我试图在tensorflow中连接两个数据集(我正在使用tf.data.Dataset
api)。下面是我的代码:
with tf.name_scope('TFRecords_1'):
# Size of filenames_1 is 34
for file_name in filenames_1:
dataset_1 = tf.data.TFRecordDataset(file_name).map(_parse_function)
datasets_1_all.append(dataset_1)
dataset_1_all = tf.data.Dataset.zip(tuple(datasets_1_all))\
.shuffle(10000, seed=mseed)\
.batch(batch_size)
with tf.name_scope('TFRecords_2'):
# Size of filenames_2 is 14
for file_name in filenames_2:
dataset_2 = tf.data.TFRecordDataset(file_name).map(_parse_function)

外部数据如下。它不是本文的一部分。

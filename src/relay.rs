/// 中继循环
///
/// 在两个已握手的会话之间搬运明文，直到任一方关闭、出错或收到停机信号。
/// 循环本身不关闭连接，只把退出原因和传输字节数交还给调用者
use std::fmt;
use std::io;
use std::time::Duration;
use tokio::sync::broadcast;
use tracing::{debug, trace};

use crate::config::{RelayOptions, MIN_BUFFER_SIZE};
use crate::mux;
use crate::session::{Outcome, Session};

/// 首行日志的最大字节数
pub const FIRST_LINE_LIMIT: usize = 256;

/// 中继缓冲区，两个方向轮流使用
pub struct RelayBuffer(Box<[u8]>);

impl RelayBuffer {
    /// 创建缓冲区；容量不小于 16 KiB
    pub fn new(size: usize) -> Self {
        Self(vec![0u8; size.max(MIN_BUFFER_SIZE)].into_boxed_slice())
    }

    pub fn capacity(&self) -> usize {
        self.0.len()
    }
}

impl Default for RelayBuffer {
    fn default() -> Self {
        Self::new(MIN_BUFFER_SIZE)
    }
}

/// 中继的一端
#[derive(Debug, Clone, Copy, PartialEq, Eq)]
pub enum Side {
    Client,
    Backend,
}

impl Side {
    /// 从该端读取的数据流向
    pub fn direction(self) -> Direction {
        match self {
            Side::Client => Direction::ClientToBackend,
            Side::Backend => Direction::BackendToClient,
        }
    }

    pub fn other(self) -> Side {
        match self {
            Side::Client => Side::Backend,
            Side::Backend => Side::Client,
        }
    }
}

impl fmt::Display for Side {
    fn fmt(&self, f: &mut fmt::Formatter<'_>) -> fmt::Result {
        match self {
            Side::Client => write!(f, "client"),
            Side::Backend => write!(f, "backend"),
        }
    }
}

/// 数据流向
#[derive(Debug, Clone, Copy, PartialEq, Eq)]
pub enum Direction {
    ClientToBackend,
    BackendToClient,
}

impl fmt::Display for Direction {
    fn fmt(&self, f: &mut fmt::Formatter<'_>) -> fmt::Result {
        match self {
            Direction::ClientToBackend => write!(f, "client->backend"),
            Direction::BackendToClient => write!(f, "backend->client"),
        }
    }
}

/// 中继循环状态
#[derive(Debug, Clone, Copy, PartialEq, Eq)]
pub enum RelayState {
    Waiting,
    DrainingClient,
    DrainingBackend,
    Closing,
}

/// 中继结束的原因
#[derive(Debug)]
pub enum CloseReason {
    /// 对端发送 close_notify
    PeerClosed(Side),
    /// 读取失败（包括未发送 close_notify 的断开）
    ReadFailed { side: Side, error: io::Error },
    /// 写入失败
    WriteFailed { side: Side, error: io::Error },
    /// 写入时发现对端已关闭
    WriteClosed { side: Side },
    /// 写入连续阻塞超过重试上限
    WriteStalled { side: Side, attempts: u32 },
    /// 等待可写超时
    WriteTimeout { side: Side, waited: Duration },
    /// 等待就绪失败
    MuxError(io::Error),
    /// 空闲超时
    IdleTimeout(Duration),
    /// 进程停机
    Shutdown,
}

impl CloseReason {
    /// 是否属于异常结束
    pub fn is_error(&self) -> bool {
        matches!(
            self,
            CloseReason::ReadFailed { .. }
                | CloseReason::WriteFailed { .. }
                | CloseReason::WriteStalled { .. }
                | CloseReason::WriteTimeout { .. }
                | CloseReason::MuxError(_)
        )
    }
}

impl fmt::Display for CloseReason {
    fn fmt(&self, f: &mut fmt::Formatter<'_>) -> fmt::Result {
        match self {
            CloseReason::PeerClosed(side) => write!(f, "{} closed the connection", side),
            CloseReason::ReadFailed { side, error } => {
                write!(f, "read from {} failed: {}", side, error)
            }
            CloseReason::WriteFailed { side, error } => {
                write!(f, "write to {} failed: {}", side, error)
            }
            CloseReason::WriteClosed { side } => write!(f, "{} closed while writing", side),
            CloseReason::WriteStalled { side, attempts } => {
                write!(f, "write to {} stalled after {} retries", side, attempts)
            }
            CloseReason::WriteTimeout { side, waited } => {
                write!(f, "{} not writable for {:?}", side, waited)
            }
            CloseReason::MuxError(e) => write!(f, "readiness wait failed: {}", e),
            CloseReason::IdleTimeout(d) => write!(f, "idle for {:?}", d),
            CloseReason::Shutdown => write!(f, "server shutting down"),
        }
    }
}

/// 各方向累计传输的字节数
#[derive(Debug, Default, Clone, Copy, PartialEq, Eq)]
pub struct Transferred {
    pub client_to_backend: u64,
    pub backend_to_client: u64,
}

impl Transferred {
    fn add(&mut self, direction: Direction, n: usize) {
        match direction {
            Direction::ClientToBackend => self.client_to_backend += n as u64,
            Direction::BackendToClient => self.backend_to_client += n as u64,
        }
    }

    pub fn total(&self) -> u64 {
        self.client_to_backend + self.backend_to_client
    }
}

/// 中继循环的结果
#[derive(Debug)]
pub struct RelayExit {
    pub reason: CloseReason,
    pub transferred: Transferred,
}

/// 提取数据的首行用于日志（不影响转发内容）
pub fn first_line(data: &[u8]) -> String {
    let head = &data[..data.len().min(FIRST_LINE_LIMIT)];
    let end = head.iter().position(|&b| b == b'\n').unwrap_or(head.len());
    String::from_utf8_lossy(&head[..end])
        .trim_end_matches('\r')
        .to_string()
}

/// 在两个会话之间双向转发数据
///
/// 每轮先处理客户端，再处理后端。`shutdown` 的发送端全部丢弃后不再监听停机信号
pub async fn relay<C, B>(
    client: &mut C,
    backend: &mut B,
    buffer: &mut RelayBuffer,
    options: &RelayOptions,
    mut shutdown: Option<broadcast::Receiver<()>>,
) -> RelayExit
where
    C: Session + ?Sized,
    B: Session + ?Sized,
{
    let idle_timeout = options.idle_timeout();
    let mut transferred = Transferred::default();
    let mut peeked = !options.peek_first_line;
    let mut state = RelayState::Waiting;

    let reason = loop {
        let waited = tokio::select! {
            biased;
            _ = shutdown_signal(&mut shutdown) => {
                enter(&mut state, RelayState::Closing);
                break CloseReason::Shutdown;
            }
            result = mux::wait_timeout(&*client, &*backend, idle_timeout) => result,
        };

        let ready = match waited {
            Ok(Some(ready)) => ready,
            Ok(None) => {
                enter(&mut state, RelayState::Closing);
                break CloseReason::IdleTimeout(idle_timeout.unwrap_or_default());
            }
            Err(e) => {
                enter(&mut state, RelayState::Closing);
                break CloseReason::MuxError(e);
            }
        };

        if ready.client {
            enter(&mut state, RelayState::DrainingClient);
            let pumped = pump(
                &mut *client,
                &mut *backend,
                Side::Client,
                buffer,
                options,
                &mut shutdown,
            )
            .await;
            match pumped {
                Ok(Some(n)) => {
                    transferred.add(Direction::ClientToBackend, n);
                    if !peeked {
                        peeked = true;
                        debug!(first_line = %first_line(&buffer.0[..n]), "client request");
                    }
                }
                Ok(None) => {}
                Err(reason) => {
                    enter(&mut state, RelayState::Closing);
                    break reason;
                }
            }
        }

        if ready.backend {
            enter(&mut state, RelayState::DrainingBackend);
            let pumped = pump(
                &mut *backend,
                &mut *client,
                Side::Backend,
                buffer,
                options,
                &mut shutdown,
            )
            .await;
            match pumped {
                Ok(Some(n)) => transferred.add(Direction::BackendToClient, n),
                Ok(None) => {}
                Err(reason) => {
                    enter(&mut state, RelayState::Closing);
                    break reason;
                }
            }
        }

        enter(&mut state, RelayState::Waiting);
    };

    debug_assert_eq!(state, RelayState::Closing);
    debug!(
        "Relay closing: {} ({} bytes client->backend, {} bytes backend->client)",
        reason, transferred.client_to_backend, transferred.backend_to_client
    );

    RelayExit {
        reason,
        transferred,
    }
}

fn enter(state: &mut RelayState, next: RelayState) {
    trace!("relay state {:?} -> {:?}", state, next);
    *state = next;
}

/// 等待停机信号；发送端全部关闭后永远挂起
async fn shutdown_signal(shutdown: &mut Option<broadcast::Receiver<()>>) {
    loop {
        match shutdown {
            Some(rx) => match rx.recv().await {
                Err(broadcast::error::RecvError::Closed) => *shutdown = None,
                _ => return,
            },
            None => std::future::pending::<()>().await,
        }
    }
}

/// 从 `from` 读取一次并完整写入 `to`
///
/// 返回 `Ok(None)` 表示读取阻塞，`Ok(Some(n))` 表示转发了 n 字节
async fn pump<R, W>(
    from: &mut R,
    to: &mut W,
    side: Side,
    buffer: &mut RelayBuffer,
    options: &RelayOptions,
    shutdown: &mut Option<broadcast::Receiver<()>>,
) -> Result<Option<usize>, CloseReason>
where
    R: Session + ?Sized,
    W: Session + ?Sized,
{
    let n = match from.read(&mut buffer.0) {
        Outcome::Data(n) => n,
        Outcome::WouldBlock => return Ok(None),
        Outcome::Closed => return Err(CloseReason::PeerClosed(side)),
        Outcome::Fatal(error) => return Err(CloseReason::ReadFailed { side, error }),
    };

    trace!("data {} {} bytes", side.direction(), n);

    write_all(to, &buffer.0[..n], side.other(), options, shutdown).await?;

    Ok(Some(n))
}

/// 写入全部数据；阻塞时等待可写并用相同数据重试
///
/// 连续重试超过上限、单次等待超过 `write_timeout` 或收到停机信号时放弃
async fn write_all<W>(
    to: &mut W,
    data: &[u8],
    side: Side,
    options: &RelayOptions,
    shutdown: &mut Option<broadcast::Receiver<()>>,
) -> Result<(), CloseReason>
where
    W: Session + ?Sized,
{
    let retry_limit = options.write_retry_limit;
    let write_timeout = options.write_timeout();
    let mut offset = 0;
    let mut retries = 0u32;

    while offset < data.len() {
        match to.write(&data[offset..]) {
            Outcome::Data(n) => {
                offset += n;
                retries = 0;
            }
            Outcome::WouldBlock => {
                if retries >= retry_limit {
                    return Err(CloseReason::WriteStalled {
                        side,
                        attempts: retries,
                    });
                }
                retries += 1;

                let waited = tokio::select! {
                    biased;
                    _ = shutdown_signal(shutdown) => return Err(CloseReason::Shutdown),
                    result = tokio::time::timeout(write_timeout, to.writable()) => result,
                };
                match waited {
                    Ok(Ok(())) => {}
                    Ok(Err(error)) => return Err(CloseReason::WriteFailed { side, error }),
                    Err(_) => {
                        return Err(CloseReason::WriteTimeout {
                            side,
                            waited: write_timeout,
                        })
                    }
                }
            }
            Outcome::Closed => return Err(CloseReason::WriteClosed { side }),
            Outcome::Fatal(error) => return Err(CloseReason::WriteFailed { side, error }),
        }
    }

    Ok(())
}
/// TLS 会话封装
///
/// 握手由 tokio-rustls 完成，完成后拆出底层 `TcpStream` 和 `rustls::Connection`，
/// 由本模块按就绪事件驱动非阻塞读写。每次读写都返回明确的 [`Outcome`]，
/// 阻塞、对端关闭和致命错误由 rustls / socket 的错误类型区分，而不是按返回值的正负推断
use async_trait::async_trait;
use rustls::pki_types::ServerName;
use std::io::{self, Read, Write};
use std::net::SocketAddr;
use std::time::Duration;
use tokio::io::AsyncWriteExt;
use tokio::net::TcpStream;
use tokio_rustls::{rustls, TlsAcceptor, TlsConnector};
use tracing::debug;

/// 默认的 close_notify 发送超时
pub const DEFAULT_SHUTDOWN_TIMEOUT: Duration = Duration::from_secs(1);

/// 单次读写的结果
#[derive(Debug)]
pub enum Outcome {
    /// 传输了 n (> 0) 字节
    Data(usize),
    /// 无法在不阻塞的情况下完成，稍后重试
    WouldBlock,
    /// 对端通过 close_notify 有序关闭
    Closed,
    /// 协议错误、I/O 错误或异常断开
    Fatal(io::Error),
}

impl Outcome {
    pub fn is_would_block(&self) -> bool {
        matches!(self, Outcome::WouldBlock)
    }

    /// 是否为终止性结果（Closed 或 Fatal）
    pub fn is_terminal(&self) -> bool {
        matches!(self, Outcome::Closed | Outcome::Fatal(_))
    }
}

/// 会话在中继中的角色
#[derive(Debug, Clone, Copy, PartialEq, Eq)]
pub enum Role {
    /// 服务端角色，面向客户端
    Inbound,
    /// 客户端角色，面向后端
    Outbound,
}

impl std::fmt::Display for Role {
    fn fmt(&self, f: &mut std::fmt::Formatter<'_>) -> std::fmt::Result {
        match self {
            Role::Inbound => write!(f, "inbound"),
            Role::Outbound => write!(f, "outbound"),
        }
    }
}

/// 已完成握手的加密会话
///
/// `write` 返回 `WouldBlock` 时，调用者必须用相同的数据重试；
/// 会话保证同一段明文不会被接收两次
#[async_trait]
pub trait Session: Send + Sync {
    /// 会话角色
    fn role(&self) -> Role;

    /// 读取已解密的数据
    fn read(&mut self, buf: &mut [u8]) -> Outcome;

    /// 写入明文，并将密文交给底层连接
    fn write(&mut self, data: &[u8]) -> Outcome;

    /// 会话内部是否已有无需等待传输层即可读取的内容
    fn has_buffered_data(&self) -> bool;

    /// 等待底层连接可读
    async fn readable(&self) -> io::Result<()>;

    /// 等待底层连接可写
    async fn writable(&self) -> io::Result<()>;

    /// 发送 close_notify（尽力而为，失败只记录日志）
    async fn shutdown(&mut self);

    /// 关闭会话并释放底层连接
    fn close(self)
    where
        Self: Sized,
    {
        drop(self);
    }
}

/// 以 try_read / try_write 适配 rustls 的同步 I/O 接口
struct SyncIo<'a>(&'a TcpStream);

impl Read for SyncIo<'_> {
    fn read(&mut self, buf: &mut [u8]) -> io::Result<usize> {
        self.0.try_read(buf)
    }
}

impl Write for SyncIo<'_> {
    fn write(&mut self, buf: &[u8]) -> io::Result<usize> {
        self.0.try_write(buf)
    }

    fn flush(&mut self) -> io::Result<()> {
        Ok(())
    }
}

/// 基于 rustls 的 TLS 会话，独占一个 TCP 连接
pub struct TlsSession {
    stream: TcpStream,
    conn: rustls::Connection,
    role: Role,
    peer: SocketAddr,
    /// 上次 write 已接收但密文尚未全部发出的明文字节数
    accepted: usize,
    /// rustls 中尚未读取的明文字节数
    buffered_plaintext: usize,
    /// 已收到 close_notify
    peer_closed: bool,
    /// 传输层已到达 EOF
    eof: bool,
    shutdown_timeout: Duration,
}

impl TlsSession {
    fn new(stream: TcpStream, conn: rustls::Connection, role: Role, peer: SocketAddr) -> Self {
        let mut session = Self {
            stream,
            conn,
            role,
            peer,
            accepted: 0,
            buffered_plaintext: 0,
            peer_closed: false,
            eof: false,
            shutdown_timeout: DEFAULT_SHUTDOWN_TIMEOUT,
        };
        // 握手期间可能已随 Finished 一起收到应用数据
        match session.conn.process_new_packets() {
            Ok(state) => {
                session.buffered_plaintext = state.plaintext_bytes_to_read();
                session.peer_closed = state.peer_has_closed();
            }
            Err(err) => {
                debug!(role = %role, "Invalid records after handshake: {}", err);
                session.eof = true;
            }
        }
        // 握手结束时可能还有未发出的记录（如 TLS 1.3 会话票据）
        if let Err(e) = session.flush_tls() {
            if e.kind() != io::ErrorKind::WouldBlock {
                debug!(role = %role, "Failed to flush post-handshake records: {}", e);
            }
        }
        session
    }

    /// 设置 close_notify 发送超时
    pub fn with_shutdown_timeout(mut self, timeout: Duration) -> Self {
        self.shutdown_timeout = timeout;
        self
    }

    /// 对端地址
    pub fn peer_addr(&self) -> SocketAddr {
        self.peer
    }

    /// 协商得到的协议版本
    pub fn protocol_version(&self) -> Option<rustls::ProtocolVersion> {
        self.conn.protocol_version()
    }

    /// 将 rustls 中待发送的密文写入 socket
    fn flush_tls(&mut self) -> io::Result<()> {
        while self.conn.wants_write() {
            match self.conn.write_tls(&mut SyncIo(&self.stream)) {
                Ok(0) => {
                    return Err(io::Error::new(
                        io::ErrorKind::WriteZero,
                        "connection refused further TLS records",
                    ))
                }
                Ok(_) => {}
                Err(e) if e.kind() == io::ErrorKind::Interrupted => continue,
                Err(e) => return Err(e),
            }
        }
        Ok(())
    }

    /// 从 socket 读取密文并解密；返回 Ok(false) 表示 socket 暂无数据
    fn fill_from_socket(&mut self) -> io::Result<bool> {
        loop {
            match self.conn.read_tls(&mut SyncIo(&self.stream)) {
                Ok(0) => {
                    self.eof = true;
                    break;
                }
                Ok(_) => break,
                Err(e) if e.kind() == io::ErrorKind::Interrupted => continue,
                Err(e) if e.kind() == io::ErrorKind::WouldBlock => return Ok(false),
                Err(e) => return Err(e),
            }
        }

        match self.conn.process_new_packets() {
            Ok(state) => {
                self.buffered_plaintext = state.plaintext_bytes_to_read();
                self.peer_closed = state.peer_has_closed();
            }
            Err(err) => {
                // 尽量把 alert 发给对端
                let _ = self.flush_tls();
                return Err(io::Error::new(io::ErrorKind::InvalidData, err));
            }
        }

        // 处理记录时可能产生需要回应的消息（如 KeyUpdate）
        match self.flush_tls() {
            Err(e) if e.kind() != io::ErrorKind::WouldBlock => Err(e),
            _ => Ok(true),
        }
    }

    /// 对入站连接执行服务端握手
    pub async fn accept(
        acceptor: &TlsAcceptor,
        stream: TcpStream,
        peer: SocketAddr,
    ) -> io::Result<Self> {
        let tls_stream = acceptor.accept(stream).await?;
        let (stream, conn) = tls_stream.into_inner();
        Ok(Self::new(stream, conn.into(), Role::Inbound, peer))
    }

    /// 对出站连接执行客户端握手（包含证书验证）
    pub async fn connect(
        connector: &TlsConnector,
        server_name: ServerName<'static>,
        stream: TcpStream,
    ) -> io::Result<Self> {
        let peer = stream.peer_addr()?;
        let tls_stream = connector.connect(server_name, stream).await?;
        let (stream, conn) = tls_stream.into_inner();
        Ok(Self::new(stream, conn.into(), Role::Outbound, peer))
    }
}

#[async_trait]
impl Session for TlsSession {
    fn role(&self) -> Role {
        self.role
    }

    fn read(&mut self, buf: &mut [u8]) -> Outcome {
        if buf.is_empty() {
            return Outcome::WouldBlock;
        }

        loop {
            match self.conn.reader().read(buf) {
                // 只有收到 close_notify 且明文读完时才会返回 0
                Ok(0) => return Outcome::Closed,
                Ok(n) => {
                    self.buffered_plaintext = self.buffered_plaintext.saturating_sub(n);
                    return Outcome::Data(n);
                }
                Err(e) if e.kind() == io::ErrorKind::WouldBlock => {}
                // 传输层 EOF 但没有 close_notify
                Err(e) => return Outcome::Fatal(e),
            }

            if self.eof {
                return Outcome::Fatal(io::Error::new(
                    io::ErrorKind::UnexpectedEof,
                    "peer closed connection without sending TLS close_notify",
                ));
            }

            match self.fill_from_socket() {
                Ok(true) => continue,
                Ok(false) => return Outcome::WouldBlock,
                Err(e) => return Outcome::Fatal(e),
            }
        }
    }

    fn write(&mut self, data: &[u8]) -> Outcome {
        if data.is_empty() {
            return Outcome::WouldBlock;
        }

        loop {
            if self.accepted == 0 {
                match self.conn.writer().write(data) {
                    Ok(n) => self.accepted = n,
                    Err(e) => return Outcome::Fatal(e),
                }
            }

            match self.flush_tls() {
                Ok(()) => {}
                Err(e) if e.kind() == io::ErrorKind::WouldBlock => return Outcome::WouldBlock,
                Err(e) => return Outcome::Fatal(e),
            }

            if self.accepted > 0 {
                return Outcome::Data(std::mem::take(&mut self.accepted));
            }
            // 发送缓冲区已满，清空后重新写入
        }
    }

    fn has_buffered_data(&self) -> bool {
        self.buffered_plaintext > 0 || self.peer_closed || self.eof
    }

    async fn readable(&self) -> io::Result<()> {
        self.stream.readable().await
    }

    async fn writable(&self) -> io::Result<()> {
        self.stream.writable().await
    }

    async fn shutdown(&mut self) {
        self.conn.send_close_notify();

        let result = tokio::time::timeout(self.shutdown_timeout, async {
            loop {
                match self.flush_tls() {
                    Ok(()) => break Ok(()),
                    Err(e) if e.kind() == io::ErrorKind::WouldBlock => {
                        if let Err(e) = self.stream.writable().await {
                            break Err(e);
                        }
                    }
                    Err(e) => break Err(e),
                }
            }
        })
        .await;

        match result {
            Ok(Ok(())) => {
                if let Err(e) = self.stream.shutdown().await {
                    debug!(role = %self.role, peer = %self.peer, "TCP shutdown failed: {}", e);
                }
            }
            Ok(Err(e)) => {
                debug!(role = %self.role, peer = %self.peer, "Failed to send close_notify: {}", e);
            }
            Err(_) => {
                debug!(role = %self.role, peer = %self.peer, "Timed out sending close_notify");
            }
        }
    }
}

datasets_2_all.append(dataset_2)
dataset_2_all = tf.data.Dataset.zip(tuple(datasets_2_iterators)).batch(batch_size)
with tf.name_scope('TFRecordsAll'):
dataset = dataset_1_all.concatenate(dataset_2_all)
iterator = dataset.make_initializable_iterator()
我遇到以下错误:
File "C:\Users\iayou005\AppData\Local\Continuum\anaconda3\lib\site-packages\tensorflow\python\data\util\nest.py", line 188, in assert_same_structure
% (nest1, nest2))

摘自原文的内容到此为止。